== EXERCISE GOAL ==
State the number of lines in the following data that include the word "cutoff", with no other text.

─── DATA EXTRACT ───

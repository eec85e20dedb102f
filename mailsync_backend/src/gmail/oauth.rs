use chrono::{DateTime, Duration, Utc};
use reqwest::Url;
use serde::Deserialize;

use crate::error::ServiceError;
use crate::models::Credentials;

const AUTH_ENDPOINT: &str = "https://accounts.google.com/o/oauth2/v2/auth";
const TOKEN_ENDPOINT: &str = "https://oauth2.googleapis.com/token";
const PROFILE_ENDPOINT: &str = "https://gmail.googleapis.com/gmail/v1/users/me/profile";

const SCOPES: &[&str] = &[
    "https://www.googleapis.com/auth/gmail.readonly",
    "https://www.googleapis.com/auth/gmail.send",
    "https://www.googleapis.com/auth/gmail.modify",
];

#[derive(Clone)]
pub struct GoogleOAuth {
    client_id: String,
    client_secret: String,
    redirect_uri: String,
    http: reqwest::Client,
}

#[derive(Deserialize)]
struct TokenResponse {
    access_token: String,
    #[serde(default)]
    refresh_token: Option<String>,
    #[serde(default)]
    expires_in: Option<i64>,
}

#[derive(Deserialize)]
struct TokenErrorResponse {
    #[serde(default)]
    error: String,
    #[serde(default)]
    error_description: Option<String>,
}

#[derive(Deserialize)]
#[serde(rename_all = "camelCase")]
struct ProfileResponse {
    email_address: String,
}

impl GoogleOAuth {
    pub fn new(
        client_id: String,
        client_secret: String,
        redirect_uri: String,
        http: reqwest::Client,
    ) -> Self {
        Self {
            client_id,
            client_secret,
            redirect_uri,
            http,
        }
    }

    /// Consent screen URL. `state` round-trips back to the callback.
    pub fn consent_url(&self, state: &str) -> Result<String, ServiceError> {
        let scope = SCOPES.join(" ");
        let url = Url::parse_with_params(
            AUTH_ENDPOINT,
            &[
                ("client_id", self.client_id.as_str()),
                ("redirect_uri", self.redirect_uri.as_str()),
                ("response_type", "code"),
                ("scope", scope.as_str()),
                ("access_type", "offline"),
                ("prompt", "consent"),
                ("state", state),
            ],
        )
        .map_err(|e| ServiceError::Permanent(format!("invalid auth endpoint: {}", e)))?;
        Ok(url.to_string())
    }

    pub async fn exchange_code(&self, code: &str) -> Result<Credentials, ServiceError> {
        let token = self
            .token_request(&[
                ("code", code),
                ("client_id", self.client_id.as_str()),
                ("client_secret", self.client_secret.as_str()),
                ("redirect_uri", self.redirect_uri.as_str()),
                ("grant_type", "authorization_code"),
            ])
            .await?;

        Ok(Credentials {
            expires_at: expiry_from(token.expires_in),
            access_token: token.access_token,
            refresh_token: token.refresh_token.unwrap_or_default(),
        })
    }

    /// Returns a fresh access token and its expiry.
    pub async fn refresh(
        &self,
        refresh_token: &str,
    ) -> Result<(String, Option<DateTime<Utc>>), ServiceError> {
        if refresh_token.trim().is_empty() {
            return Err(ServiceError::Auth("no refresh token stored".to_string()));
        }
        let token = self
            .token_request(&[
                ("refresh_token", refresh_token),
                ("client_id", self.client_id.as_str()),
                ("client_secret", self.client_secret.as_str()),
                ("grant_type", "refresh_token"),
            ])
            .await?;
        Ok((token.access_token, expiry_from(token.expires_in)))
    }

    pub async fn profile_email(&self, access_token: &str) -> Result<String, ServiceError> {
        let response = self
            .http
            .get(PROFILE_ENDPOINT)
            .bearer_auth(access_token)
            .send()
            .await
            .map_err(|e| ServiceError::from_transport("gmail profile", &e))?;

        let status = response.status();
        if !status.is_success() {
            let body = response.text().await.unwrap_or_default();
            return Err(ServiceError::from_status("gmail profile", status, &body));
        }

        let profile: ProfileResponse = response
            .json()
            .await
            .map_err(|e| ServiceError::Permanent(format!("gmail profile parse: {}", e)))?;
        Ok(profile.email_address)
    }

    async fn token_request(&self, form: &[(&str, &str)]) -> Result<TokenResponse, ServiceError> {
        let response = self
            .http
            .post(TOKEN_ENDPOINT)
            .form(form)
            .send()
            .await
            .map_err(|e| ServiceError::from_transport("oauth token", &e))?;

        let status = response.status();
        if !status.is_success() {
            let body = response.text().await.unwrap_or_default();
            return Err(classify_token_error(status, &body));
        }

        response
            .json()
            .await
            .map_err(|e| ServiceError::Permanent(format!("oauth token parse: {}", e)))
    }
}

fn expiry_from(expires_in: Option<i64>) -> Option<DateTime<Utc>> {
    expires_in.map(|secs| Utc::now() + Duration::seconds(secs))
}

/// `invalid_grant` means the refresh token was revoked or expired.
fn classify_token_error(status: reqwest::StatusCode, body: &str) -> ServiceError {
    match serde_json::from_str::<TokenErrorResponse>(body) {
        Ok(parsed) if parsed.error == "invalid_grant" || parsed.error == "unauthorized_client" => {
            ServiceError::Auth(format!(
                "oauth token: {} ({})",
                parsed.error,
                parsed.error_description.unwrap_or_default()
            ))
        }
        _ => ServiceError::from_status("oauth token", status, body),
    }
}
pub mod bot;
pub mod collaborators;
pub mod config;
pub mod database;
pub mod error;
pub mod gmail;
pub mod http_client;
pub mod ingest;
pub mod llm_client;
pub mod locks;
pub mod models;
pub mod renewal;
pub mod reply;
pub mod retry;
pub mod runtime;
pub mod server;
pub mod subscription;
pub mod sync_engine;
pub mod telegram;

#[cfg(test)]
pub(crate) mod test_support;
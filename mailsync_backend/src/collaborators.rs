//! Capability interfaces for everything that leaves the process, plus the
//! handle bundle each component is constructed with.

use std::sync::Arc;

use async_trait::async_trait;

use crate::database::MailSyncDatabase;
use crate::error::ServiceError;
use crate::models::{
    AccountIntegration, ActionButton, ChangeSet, ConversationId, MailItem, OutgoingMessage,
    WatchRegistration,
};
use crate::retry::RetryPolicy;

/// Mailbox provider: change feed, push subscription, item access.
#[async_trait]
pub trait MailProvider: Send + Sync {
    /// Ids of items added since `cursor`, in provider order.
    async fn list_changes_since(
        &self,
        account: &AccountIntegration,
        cursor: &str,
    ) -> Result<ChangeSet, ServiceError>;

    async fn subscribe(&self, account: &AccountIntegration)
        -> Result<WatchRegistration, ServiceError>;

    async fn unsubscribe(&self, account: &AccountIntegration) -> Result<(), ServiceError>;

    async fn get_item(
        &self,
        account: &AccountIntegration,
        item_id: &str,
    ) -> Result<MailItem, ServiceError>;

    async fn search(
        &self,
        account: &AccountIntegration,
        query: &str,
        max_results: usize,
    ) -> Result<Vec<MailItem>, ServiceError>;

    async fn send(
        &self,
        account: &AccountIntegration,
        message: &OutgoingMessage,
    ) -> Result<(), ServiceError>;
}

#[async_trait]
pub trait TextGenerator: Send + Sync {
    async fn summarize(&self, subject: &str, body: &str, from: &str)
        -> Result<String, ServiceError>;

    async fn draft_reply(
        &self,
        subject: &str,
        body: &str,
        from: &str,
    ) -> Result<String, ServiceError>;
}

/// The generator's credentials are ours, not the mailbox owner's. A rejected
/// API key must never be reported as revoked Gmail access.
fn generator_failure(error: ServiceError) -> ServiceError {
    match error {
        ServiceError::Auth(detail) => {
            ServiceError::Permanent(format!("text generation rejected credentials: {}", detail))
        }
        other => other,
    }
}

/// Chat front end. `actions` is a list of button rows.
#[async_trait]
pub trait ChatTransport: Send + Sync {
    async fn deliver_message(
        &self,
        conversation_id: ConversationId,
        text: &str,
        actions: &[Vec<ActionButton>],
    ) -> Result<(), ServiceError>;

    async fn acknowledge_action(
        &self,
        action_id: &str,
        text: Option<&str>,
    ) -> Result<(), ServiceError>;
}

#[derive(Clone)]
pub struct Collaborators {
    pub provider: Arc<dyn MailProvider>,
    pub generator: Arc<dyn TextGenerator>,
    pub chat: Arc<dyn ChatTransport>,
    pub db: Arc<MailSyncDatabase>,
    pub retry: RetryPolicy,
}

impl Collaborators {
    /// Deliver through the retry policy.
    pub async fn deliver(
        &self,
        conversation_id: ConversationId,
        text: &str,
        actions: &[Vec<ActionButton>],
    ) -> Result<(), ServiceError> {
        self.retry
            .run("deliver_message", || {
                self.chat.deliver_message(conversation_id, text, actions)
            })
            .await
    }

    /// Plain message where a failure only gets logged.
    pub async fn notify(&self, conversation_id: ConversationId, text: &str) {
        if let Err(e) = self.deliver(conversation_id, text, &[]).await {
            tracing::warn!(
                "Failed to notify conversation {}: {}",
                conversation_id,
                e
            );
        }
    }

    pub async fn acknowledge(&self, action_id: &str, text: Option<&str>) {
        if let Err(e) = self.chat.acknowledge_action(action_id, text).await {
            tracing::debug!("Failed to acknowledge action {}: {}", action_id, e);
        }
    }

    pub async fn summarize(&self, item: &MailItem) -> Result<String, ServiceError> {
        let body = item.text_for_generation();
        self.retry
            .run("summarize", || {
                self.generator.summarize(&item.subject, body, &item.from)
            })
            .await
            .map_err(generator_failure)
    }

    pub async fn draft_reply(
        &self,
        subject: &str,
        body: &str,
        from: &str,
    ) -> Result<String, ServiceError> {
        self.retry
            .run("draft_reply", || self.generator.draft_reply(subject, body, from))
            .await
            .map_err(generator_failure)
    }

    pub async fn fetch_item(
        &self,
        account: &AccountIntegration,
        item_id: &str,
    ) -> Result<MailItem, ServiceError> {
        self.retry
            .run("get_item", || self.provider.get_item(account, item_id))
            .await
    }

    /// Auth failures stop the subscription; the user has to reconnect.
    pub async fn handle_auth_failure(&self, account: &AccountIntegration, error: &ServiceError) {
        tracing::warn!(
            "Authorization failed for {} ({}); deactivating watch",
            account.email,
            error
        );
        if let Err(e) = self.db.deactivate_watch(&account.id) {
            tracing::error!("Failed to deactivate watch for {}: {}", account.email, e);
        }
        self.notify(
            account.conversation_id,
            "Gmail access was revoked or has expired. Use /connect to link your account again.",
        )
        .await;
    }
}
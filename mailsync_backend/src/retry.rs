use std::future::Future;
use std::time::Duration;

use crate::config::RetryConfig;
use crate::error::ServiceError;

/// Bounded retry for calls that leave the process.
///
/// Each attempt is capped by `call_timeout`; an elapsed attempt counts as a
/// transient failure. Only transient failures are retried.
#[derive(Debug, Clone)]
pub struct RetryPolicy {
    pub max_attempts: u32,
    pub initial_backoff: Duration,
    pub max_backoff: Duration,
    pub call_timeout: Duration,
}

impl Default for RetryPolicy {
    fn default() -> Self {
        Self::from_config(&RetryConfig::default())
    }
}

impl RetryPolicy {
    pub fn from_config(config: &RetryConfig) -> Self {
        Self {
            max_attempts: config.max_attempts.max(1),
            initial_backoff: Duration::from_millis(config.initial_backoff_ms),
            max_backoff: Duration::from_millis(config.max_backoff_ms.max(config.initial_backoff_ms)),
            call_timeout: Duration::from_secs(config.call_timeout_secs.max(1)),
        }
    }

    /// Single attempt, no backoff. Used where a retry would be wrong or slow
    /// (best-effort notifications, tests).
    pub fn single_attempt(call_timeout: Duration) -> Self {
        Self {
            max_attempts: 1,
            initial_backoff: Duration::ZERO,
            max_backoff: Duration::ZERO,
            call_timeout,
        }
    }

    pub async fn run<T, F, Fut>(&self, label: &str, mut op: F) -> Result<T, ServiceError>
    where
        F: FnMut() -> Fut,
        Fut: Future<Output = Result<T, ServiceError>>,
    {
        let mut attempt = 1;
        let mut delay = self.initial_backoff;

        loop {
            let result = match tokio::time::timeout(self.call_timeout, op()).await {
                Ok(result) => result,
                Err(_) => Err(ServiceError::Transient(format!(
                    "{} timed out after {:?}",
                    label, self.call_timeout
                ))),
            };

            match result {
                Ok(value) => return Ok(value),
                Err(error) if error.is_transient() && attempt < self.max_attempts => {
                    tracing::warn!(
                        "{} failed (attempt {}/{}): {}; retrying in {:?}",
                        label,
                        attempt,
                        self.max_attempts,
                        error,
                        delay
                    );
                    tokio::time::sleep(delay).await;
                    attempt += 1;
                    delay = (delay * 2).min(self.max_backoff);
                }
                Err(error) => {
                    if error.is_transient() {
                        tracing::warn!(
                            "{} giving up after {} attempt(s): {}",
                            label,
                            attempt,
                            error
                        );
                    }
                    return Err(error);
                }
            }
        }
    }
}

#[cfg(test)]
mod tests {
    use super::*;
    use std::sync::atomic::{AtomicU32, Ordering};

    fn quick_policy(max_attempts: u32) -> RetryPolicy {
        RetryPolicy {
            max_attempts,
            initial_backoff: Duration::from_millis(1),
            max_backoff: Duration::from_millis(2),
            call_timeout: Duration::from_millis(200),
        }
    }

    #[tokio::test]
    async fn transient_errors_are_retried_until_success() {
        let calls = AtomicU32::new(0);
        let result = quick_policy(3)
            .run("flaky", || async {
                if calls.fetch_add(1, Ordering::SeqCst) < 2 {
                    Err(ServiceError::Transient("503".to_string()))
                } else {
                    Ok(7)
                }
            })
            .await;

        assert_eq!(result, Ok(7));
        assert_eq!(calls.load(Ordering::SeqCst), 3);
    }

    #[tokio::test]
    async fn retries_are_capped() {
        let calls = AtomicU32::new(0);
        let result: Result<(), _> = quick_policy(2)
            .run("down", || async {
                calls.fetch_add(1, Ordering::SeqCst);
                Err(ServiceError::Transient("503".to_string()))
            })
            .await;

        assert!(result.unwrap_err().is_transient());
        assert_eq!(calls.load(Ordering::SeqCst), 2);
    }

    #[tokio::test]
    async fn permanent_errors_are_not_retried() {
        let calls = AtomicU32::new(0);
        let result: Result<(), _> = quick_policy(5)
            .run("revoked", || async {
                calls.fetch_add(1, Ordering::SeqCst);
                Err(ServiceError::Auth("invalid_grant".to_string()))
            })
            .await;

        assert!(result.unwrap_err().is_auth());
        assert_eq!(calls.load(Ordering::SeqCst), 1);
    }

    #[tokio::test]
    async fn slow_calls_time_out_as_transient() {
        let policy = RetryPolicy {
            call_timeout: Duration::from_millis(10),
            ..quick_policy(1)
        };
        let result: Result<(), _> = policy
            .run("slow", || async {
                tokio::time::sleep(Duration::from_secs(5)).await;
                Ok(())
            })
            .await;

        assert!(result.unwrap_err().is_transient());
    }
}
impl ReplyStateMachine {
    pub fn new(collab: Collaborators) -> Self {
        Self {
            collab,
            context_locks: Arc::new(KeyedLocks::new()),
        }
    }

    /// Entry point for chat callbacks. `action_id` is acknowledged exactly once.
    pub async fn on_user_action(
        &self,
        conversation_id: ConversationId,
        action: ReplyAction,
        item_id: &str,
        action_id: Option<&str>,
    ) -> Transition {
        let key = (conversation_id, item_id.to_string());
        let _guard = match self.context_locks.try_lock(key) {
            Some(guard) => guard,
            None => {
                tracing::info!(
                    "Rejected concurrent {:?} on ({}, {})",
                    action,
                    conversation_id,
                    item_id
                );
                if let Some(id) = action_id {
                    self.collab
                        .acknowledge(id, Some("⏳ Still working on this email. Try again in a moment."))
                        .await;
                }
                return Transition::Busy;
            }
        };

        if let Some(id) = action_id {
            self.collab.acknowledge(id, action.acknowledgement()).await;
        }

        let transition = match action {
            ReplyAction::Reply => self.generate_reply(conversation_id, item_id).await,
            ReplyAction::Summary => self.full_summary(conversation_id, item_id).await,
            ReplyAction::Send => self.send(conversation_id, item_id).await,
            ReplyAction::Cancel => self.cancel(conversation_id, item_id),
            ReplyAction::Custom => self.custom_reply_prompt(conversation_id).await,
        };
        tracing::debug!(
            "{:?} on ({}, {}) -> {:?}",
            action,
            conversation_id,
            item_id,
            transition
        );
        transition
    }

    /// Store a context shown outside the reply flow (new-item notifications,
    /// search results, manual checks). Skipped when a transition currently
    /// holds the key, and never replaces a pending draft.
    pub fn store_context(&self, context: &ItemContext) -> Result<bool, ServiceError> {
        let key = (context.conversation_id, context.item_id.clone());
        let Some(_guard) = self.context_locks.try_lock(key) else {
            tracing::debug!(
                "Context ({}, {}) is busy; not storing",
                context.conversation_id,
                context.item_id
            );
            return Ok(false);
        };

        let existing = self
            .collab
            .db
            .get_context(context.conversation_id, &context.item_id)
            .map_err(ServiceError::storage)?;
        if ReplyState::of(existing.as_ref()) == ReplyState::Drafted {
            tracing::debug!(
                "Keeping pending draft for ({}, {})",
                context.conversation_id,
                context.item_id
            );
            return Ok(false);
        }

        self.collab
            .db
            .put_context(context)
            .map_err(ServiceError::storage)?;
        Ok(true)
    }

    /// Drop abandoned contexts older than `cutoff`. Keys with an in-flight
    /// transition are left alone.
    pub fn purge_expired(&self, cutoff: DateTime<Utc>) -> Result<usize, ServiceError> {
        let keys = self
            .collab
            .db
            .list_contexts_created_before(cutoff)
            .map_err(ServiceError::storage)?;

        let mut purged = 0;
        for (conversation_id, item_id) in keys {
            let Some(_guard) = self.context_locks.try_lock((conversation_id, item_id.clone()))
            else {
                continue;
            };
            // Re-check under the lock; a transition may have just rewritten it.
            let still_stale = self
                .collab
                .db
                .get_context(conversation_id, &item_id)
                .map_err(ServiceError::storage)?
                .map(|c| c.created_at < cutoff)
                .unwrap_or(false);
            if still_stale
                && self
                    .collab
                    .db
                    .delete_context(conversation_id, &item_id)
                    .map_err(ServiceError::storage)?
            {
                purged += 1;
            }
        }
        if purged > 0 {
            tracing::info!("Purged {} expired reply context(s)", purged);
        }
        Ok(purged)
    }

    // ─── Transitions ─────────────────────────────────────────────────────────

    async fn generate_reply(&self, conversation_id: ConversationId, item_id: &str) -> Transition {
        let existing = match self.load_context(conversation_id, item_id).await {
            Ok(context) => context,
            Err(transition) => return transition,
        };

        let base = match existing {
            Some(context) => context,
            None => {
                let account = match self.account_for(conversation_id).await {
                    Ok(account) => account,
                    Err(transition) => return transition,
                };
                match self.collab.fetch_item(&account, item_id).await {
                    Ok(item) => ItemContext::from_item(
                        conversation_id,
                        &item,
                        item.text_for_generation().to_string(),
                        PayloadKind::Original,
                    ),
                    Err(e) => {
                        return self
                            .fail(&account, conversation_id, e, "❌ Failed to generate reply. Please try again.")
                            .await
                    }
                }
            }
        };

        // Drafts always come from the original body, never from a prior draft.
        let draft = match self
            .collab
            .draft_reply(&base.subject, &base.body, &base.originator)
            .await
        {
            Ok(draft) => draft,
            Err(e) => {
                tracing::warn!("Draft generation failed for {}: {}", item_id, e);
                self.collab
                    .notify(conversation_id, "❌ Failed to generate reply. Please try again.")
                    .await;
                return Transition::Failed(e);
            }
        };

        let drafted = base.with_payload(draft, PayloadKind::Draft);
        if let Err(e) = self.collab.db.put_context(&drafted) {
            return self.storage_failure(conversation_id, e).await;
        }

        let text = format!(
            "🤖 AI-Generated Reply:\n\n{}\n\nReview the reply before sending.",
            drafted.payload
        );
        if let Err(e) = self
            .collab
            .deliver(conversation_id, &text, &draft_actions(item_id))
            .await
        {
            tracing::warn!("Failed to deliver draft for {}: {}", item_id, e);
        }
        Transition::Drafted
    }

    async fn full_summary(&self, conversation_id: ConversationId, item_id: &str) -> Transition {
        let account = match self.account_for(conversation_id).await {
            Ok(account) => account,
            Err(transition) => return transition,
        };

        let item = match self.collab.fetch_item(&account, item_id).await {
            Ok(item) => item,
            Err(e) => {
                return self
                    .fail(&account, conversation_id, e, "❌ Failed to get summary.")
                    .await
            }
        };
        let summary = match self.collab.summarize(&item).await {
            Ok(summary) => summary,
            Err(e) => {
                tracing::warn!("Summary failed for {}: {}", item_id, e);
                self.collab
                    .notify(conversation_id, "❌ Failed to get summary.")
                    .await;
                return Transition::Failed(e);
            }
        };

        let context =
            ItemContext::from_item(conversation_id, &item, summary.clone(), PayloadKind::Summary);
        if let Err(e) = self.collab.db.put_context(&context) {
            return self.storage_failure(conversation_id, e).await;
        }

        let text = format!(
            "📋 Full Email Summary\n\nFrom: {}\nSubject: {}\n\nAI Summary:\n{}",
            item.from, item.subject, summary
        );
        if let Err(e) = self
            .collab
            .deliver(conversation_id, &text, &summary_actions(item_id))
            .await
        {
            tracing::warn!("Failed to deliver summary for {}: {}", item_id, e);
        }
        Transition::Summarized
    }

    async fn send(&self, conversation_id: ConversationId, item_id: &str) -> Transition {
        let context = match self.load_context(conversation_id, item_id).await {
            Ok(context) => context,
            Err(transition) => return transition,
        };

        let draft = match (ReplyState::of(context.as_ref()), context) {
            (ReplyState::Drafted, Some(context)) => context,
            _ => {
                self.collab
                    .notify(
                        conversation_id,
                        "❌ Reply context not found. Please generate a reply first.",
                    )
                    .await;
                return Transition::Rejected;
            }
        };

        let account = match self.account_for(conversation_id).await {
            Ok(account) => account,
            Err(transition) => return transition,
        };

        let message = OutgoingMessage {
            to: extract_address(&draft.originator),
            subject: reply_subject(&draft.subject),
            body: draft.payload.clone(),
            thread_id: draft.thread_id.clone(),
            in_reply_to: draft.message_id_header.clone(),
        };

        // A timed-out send may still have gone out; never resend blindly.
        let policy = RetryPolicy::single_attempt(self.collab.retry.call_timeout);
        if let Err(e) = policy
            .run("send", || self.collab.provider.send(&account, &message))
            .await
        {
            return self
                .fail(&account, conversation_id, e, "❌ Failed to send reply. Please try again.")
                .await;
        }

        if let Err(e) = self.collab.db.delete_context(conversation_id, item_id) {
            tracing::error!(
                "Reply for {} sent but context cleanup failed: {}",
                item_id,
                e
            );
        }
        self.collab
            .notify(conversation_id, "✅ Reply sent successfully!")
            .await;
        Transition::Sent
    }

    fn cancel(&self, conversation_id: ConversationId, item_id: &str) -> Transition {
        match self.collab.db.delete_context(conversation_id, item_id) {
            Ok(_) => Transition::Cancelled,
            Err(e) => {
                tracing::error!("Failed to delete context for {}: {}", item_id, e);
                Transition::Failed(ServiceError::storage(e))
            }
        }
    }

    async fn custom_reply_prompt(&self, conversation_id: ConversationId) -> Transition {
        self.collab
            .notify(
                conversation_id,
                "✏️ To send a custom reply, type your message below.\n\n\
                 I'll send it as a reply to this email.",
            )
            .await;
        Transition::Prompted
    }

    // ─── Helpers ─────────────────────────────────────────────────────────────

    async fn load_context(
        &self,
        conversation_id: ConversationId,
        item_id: &str,
    ) -> Result<Option<ItemContext>, Transition> {
        match self.collab.db.get_context(conversation_id, item_id) {
            Ok(context) => Ok(context),
            Err(e) => Err(self.storage_failure(conversation_id, e).await),
        }
    }

    async fn account_for(
        &self,
        conversation_id: ConversationId,
    ) -> Result<AccountIntegration, Transition> {
        match self.collab.db.find_integration_by_conversation(conversation_id) {
            Ok(Some(account)) => Ok(account),
            Ok(None) => {
                self.collab.notify(conversation_id, NOT_CONNECTED).await;
                Err(Transition::Rejected)
            }
            Err(e) => Err(self.storage_failure(conversation_id, e).await),
        }
    }

    async fn fail(
        &self,
        account: &AccountIntegration,
        conversation_id: ConversationId,
        error: ServiceError,
        message: &str,
    ) -> Transition {
        match &error {
            ServiceError::Auth(_) => self.collab.handle_auth_failure(account, &error).await,
            ServiceError::NotFound(_) => self.collab.notify(conversation_id, ITEM_MISSING).await,
            _ => {
                tracing::warn!("Reply action failed for {}: {}", account.email, error);
                self.collab.notify(conversation_id, message).await;
            }
        }
        Transition::Failed(error)
    }

    async fn storage_failure(
        &self,
        conversation_id: ConversationId,
        error: anyhow::Error,
    ) -> Transition {
        tracing::error!("Context storage failed for chat {}: {:#}", conversation_id, error);
        self.collab
            .notify(conversation_id, "❌ Something went wrong. Please try again.")
            .await;
        Transition::Failed(ServiceError::storage(error))
    }
}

───

== SOLUTION TO THIS EXERCISE ==
4